| Problem to solve |
The lines to extract run from the first line of the entries through the line that contains "use crate::grid::check_extent;"; reproduce exactly those lines and no others.

(Stored data)
==================================================

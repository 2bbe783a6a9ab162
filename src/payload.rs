use serde::Deserialize;
use serde::de::IgnoredAny;

use crate::cell::CellDescriptor;
use crate::daterange::DateRange;
use crate::error::ReportError;
use crate::grid::check_extent;

/// A cell group as the backend sends it: one descriptor, a flat list, or a
/// list of rows. Anything else is ignored.
#[derive(Clone, Deserialize, Debug)]
#[serde(untagged)]
pub enum CellSource {
    Many(Vec<CellEntry>),
    One(CellDescriptor),
    Other(IgnoredAny),
}

#[derive(Clone, Deserialize, Debug)]
#[serde(untagged)]
pub enum CellEntry {
    Row(Vec<RowEntry>),
    Cell(CellDescriptor),
    Other(IgnoredAny),
}

/// Items inside a row. Nested lists stop here.
#[derive(Clone, Deserialize, Debug)]
#[serde(untagged)]
pub enum RowEntry {
    Cell(CellDescriptor),
    Other(IgnoredAny),
}

impl CellSource {
    /// Flattens the group into one list, preserving order.
    pub fn flatten(&self) -> Vec<CellDescriptor> {
        let mut bucket = Vec::new();
        self.collect_into(&mut bucket);
        bucket
    }

    pub fn collect_into(&self, bucket: &mut Vec<CellDescriptor>) {
        match self {
            CellSource::One(cell) => bucket.push(cell.clone()),
            CellSource::Many(entries) => {
                for entry in entries {
                    match entry {
                        CellEntry::Cell(cell) => bucket.push(cell.clone()),
                        CellEntry::Row(row) => {
                            for item in row {
                                if let RowEntry::Cell(cell) = item {
                                    bucket.push(cell.clone());
                                }
                            }
                        }
                        CellEntry::Other(_) => {}
                    }
                }
            }
            CellSource::Other(_) => {}
        }
    }
}

impl From<Vec<CellDescriptor>> for CellSource {
    fn from(cells: Vec<CellDescriptor>) -> Self {
        CellSource::Many(cells.into_iter().map(CellEntry::Cell).collect())
    }
}

impl From<Vec<Vec<CellDescriptor>>> for CellSource {
    fn from(rows: Vec<Vec<CellDescriptor>>) -> Self {
        CellSource::Many(
            rows.into_iter()
                .map(|row| CellEntry::Row(row.into_iter().map(RowEntry::Cell).collect()))
                .collect(),
        )
    }
}

/// The three cell groups of a generated report.
#[derive(Clone, Deserialize, Debug, Default)]
pub struct ReportRecords {
    #[serde(default)]
    pub records: Option<CellSource>,
    #[serde(default)]
    pub headers: Option<CellSource>,
    #[serde(default)]
    pub footer: Option<CellSource>,
}

impl ReportRecords {
    /// Candidate list for reconciliation: records first so data cells claim
    /// their footprint before header and footer spans are placed.
    pub fn candidates(&self) -> Vec<CellDescriptor> {
        let mut all = Vec::new();
        for source in [&self.records, &self.headers, &self.footer].into_iter().flatten() {
            source.collect_into(&mut all);
        }
        all
    }
}

/// Envelope returned by the reporting backend.
#[derive(Clone, Deserialize, Debug, Default)]
pub struct ReportResponse {
    /// A response without `success` counts as failed; the backend has to
    /// send `"success": true` explicitly.
    #[serde(default)]
    pub success: bool,
    #[serde(default)]
    pub message: Option<String>,
    #[serde(default)]
    pub records: Option<ReportRecords>,
}

/// Tenant a report is generated for.
#[derive(Clone, Deserialize, serde::Serialize, Debug, Default)]
pub struct ReportEntity {
    #[serde(default)]
    pub id: serde_json::Value,
}

/// Which report is being shown.
#[derive(Clone, Deserialize, serde::Serialize, Debug, Default)]
pub struct ReportMeta {
    #[serde(default)]
    pub sub_report_title: Option<String>,
    #[serde(default)]
    pub report_title: Option<String>,
    #[serde(default, rename = "type")]
    pub report_type: Option<String>,
    #[serde(default)]
    pub date_filter: Option<u8>,
    /// Backend path (or absolute URL) that generates this report.
    #[serde(default, rename = "endPoint")]
    pub end_point: Option<String>,
    #[serde(default)]
    pub entity: Option<ReportEntity>,
}

impl ReportMeta {
    /// Heading shown above the table.
    pub fn heading(&self) -> &str {
        self.title().unwrap_or("Report Result")
    }

    /// Title written into the workbook.
    pub fn export_title(&self) -> &str {
        self.title().unwrap_or("Report")
    }

    fn title(&self) -> Option<&str> {
        self.sub_report_title.as_deref().filter(|t| !t.is_empty())
    }

    pub fn single_date(&self) -> bool {
        self.date_filter == Some(1)
    }

    /// Tenant id as sent in the query string and `X-Tenant-ID` header.
    pub fn tenant_id(&self) -> Option<String> {
        match &self.entity.as_ref()?.id {
            serde_json::Value::String(id) if !id.is_empty() => Some(id.clone()),
            serde_json::Value::Number(id) => Some(id.to_string()),
            _ => None,
        }
    }
}

/// What a result view is opened with.
#[derive(Clone, Deserialize, Debug, Default)]
#[serde(rename_all = "camelCase")]
pub struct ReportRequest {
    #[serde(default)]
    pub report_response: Option<ReportResponse>,
    #[serde(default)]
    pub report_data: Option<ReportMeta>,
    #[serde(default)]
    pub date_range: Option<DateRange>,
}

impl ReportRequest {
    /// Validates the request and returns the flattened candidate cells.
    /// Cell lists whose grid would exceed a worksheet are refused.
    pub fn into_parts(self) -> Result<(ReportMeta, DateRange, Vec<CellDescriptor>), ReportError> {
        let (response, meta) = match (self.report_response, self.report_data) {
            (Some(response), Some(meta)) => (response, meta),
            _ => return Err(ReportError::MissingData),
        };

        if !response.success {
            let message = response
                .message
                .filter(|m| !m.is_empty())
                .unwrap_or_else(|| "Failed to generate report".to_string());
            return Err(ReportError::Backend(message));
        }

        let cells = response.records.map(|r| r.candidates()).unwrap_or_default();
        check_extent(&cells)?;
        Ok((meta, self.date_range.unwrap_or_default(), cells))
    }
}

#[cfg(test)]
mod tests {
    use super::*;

    fn parse(json: &str) -> CellSource {
        serde_json::from_str(json).unwrap()
    }

    #[test]
    fn flattens_single_descriptor() {
        let cells = parse(r#"{"row": 0, "col": 1, "value": "a"}"#).flatten();
        assert_eq!(cells.len(), 1);
        assert_eq!(cells[0].col, 1);
    }

    #[test]
    fn flattens_flat_and_nested_lists_in_order() {
        let flat = parse(r#"[{"row":0,"col":0},{"row":0,"col":1}]"#).flatten();
        assert_eq!(flat.iter().map(|c| c.col).collect::<Vec<_>>(), vec![0, 1]);

        let nested = parse(r#"[[{"row":0,"col":0},null,{"row":0,"col":1}],[{"row":1,"col":0}],{"row":2,"col":0}]"#)
            .flatten();
        let coords: Vec<_> = nested.iter().map(|c| (c.row, c.col)).collect();
        assert_eq!(coords, vec![(0, 0), (0, 1), (1, 0), (2, 0)]);
    }

    #[test]
    fn drops_deeper_nesting_and_junk() {
        let cells = parse(r#"[[[{"row":5,"col":5}]], "text", 7, [{"row":1,"col":1}], {"col": 3}]"#).flatten();
        assert_eq!(cells.len(), 1);
        assert_eq!((cells[0].row, cells[0].col), (1, 1));

        assert!(parse(r#""nothing""#).flatten().is_empty());
    }

    #[test]
    fn candidates_put_records_first() {
        let records: ReportRecords = serde_json::from_str(
            r#"{"headers":[{"row":0,"col":0,"value":"h"}],
                "footer":{"row":9,"col":0,"value":"f"},
                "records":[[{"row":1,"col":0,"value":"r"}]]}"#,
        )
        .unwrap();
        let order: Vec<_> = records.candidates().into_iter().map(|c| c.value.unwrap().to_string()).collect();
        assert_eq!(order, vec!["r", "h", "f"]);
    }

    #[test]
    fn request_without_payload_is_missing_data() {
        let request: ReportRequest = serde_json::from_str(r#"{"reportData": {}}"#).unwrap();
        assert_eq!(request.into_parts().unwrap_err(), ReportError::MissingData);
    }

    #[test]
    fn unsuccessful_response_surfaces_backend_message() {
        let request: ReportRequest = serde_json::from_str(
            r#"{"reportResponse": {"success": false, "message": "tenant not found"}, "reportData": {}}"#,
        )
        .unwrap();
        assert_eq!(
            request.into_parts().unwrap_err(),
            ReportError::Backend("tenant not found".to_string())
        );

        let request: ReportRequest =
            serde_json::from_str(r#"{"reportResponse": {}, "reportData": {}}"#).unwrap();
        assert_eq!(
            request.into_parts().unwrap_err().to_string(),
            "Failed to generate report"
        );
    }

    #[test]
    fn missing_success_flag_is_a_failure() {
        let response: ReportResponse = serde_json::from_str(r#"{"records": {"records": []}}"#).unwrap();
        assert!(!response.success);

        let request = ReportRequest {
            report_response: Some(response),
            report_data: Some(ReportMeta::default()),
            date_range: None,
        };
        assert_eq!(
            request.into_parts().unwrap_err(),
            ReportError::Backend("Failed to generate report".to_string())
        );
    }

    #[test]
    fn oversized_extent_is_refused() {
        let request: ReportRequest = serde_json::from_str(
            r#"{"reportResponse": {"success": true, "records": {"records":
                {"row": 0, "col": 0, "rowspan": 4294967295, "colspan": 4294967295}}},
                "reportData": {}}"#,
        )
        .unwrap();
        let err = request.into_parts().unwrap_err();
        assert!(matches!(err, ReportError::TooLarge { .. }));
        assert!(err.to_string().starts_with("Report is too large to display"));

        let request: ReportRequest = serde_json::from_str(
            r#"{"reportResponse": {"success": true, "records": {"footer": {"row": 0, "col": 16384}}},
                "reportData": {}}"#,
        )
        .unwrap();
        assert_eq!(
            request.into_parts().unwrap_err(),
            ReportError::TooLarge { rows: 1, cols: 16_385 }
        );
    }

    #[test]
    fn tenant_id_accepts_numbers_and_strings() {
        let meta: ReportMeta = serde_json::from_str(r#"{"endPoint": "/r", "entity": {"id": 42}}"#).unwrap();
        assert_eq!(meta.tenant_id().as_deref(), Some("42"));
        assert_eq!(meta.end_point.as_deref(), Some("/r"));

        let meta: ReportMeta = serde_json::from_str(r#"{"entity": {"id": "t-7"}}"#).unwrap();
        assert_eq!(meta.tenant_id().as_deref(), Some("t-7"));

        assert_eq!(ReportMeta::default().tenant_id(), None);
    }
}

==================================================

| Output for this exercise |
repository 2bbe783a6a9ab162
filename src/payload.rs
use serde::Deserialize;
use serde::de::IgnoredAny;

use crate::cell::CellDescriptor;
use crate::daterange::DateRange;
use crate::error::ReportError;
use crate::grid::check_extent;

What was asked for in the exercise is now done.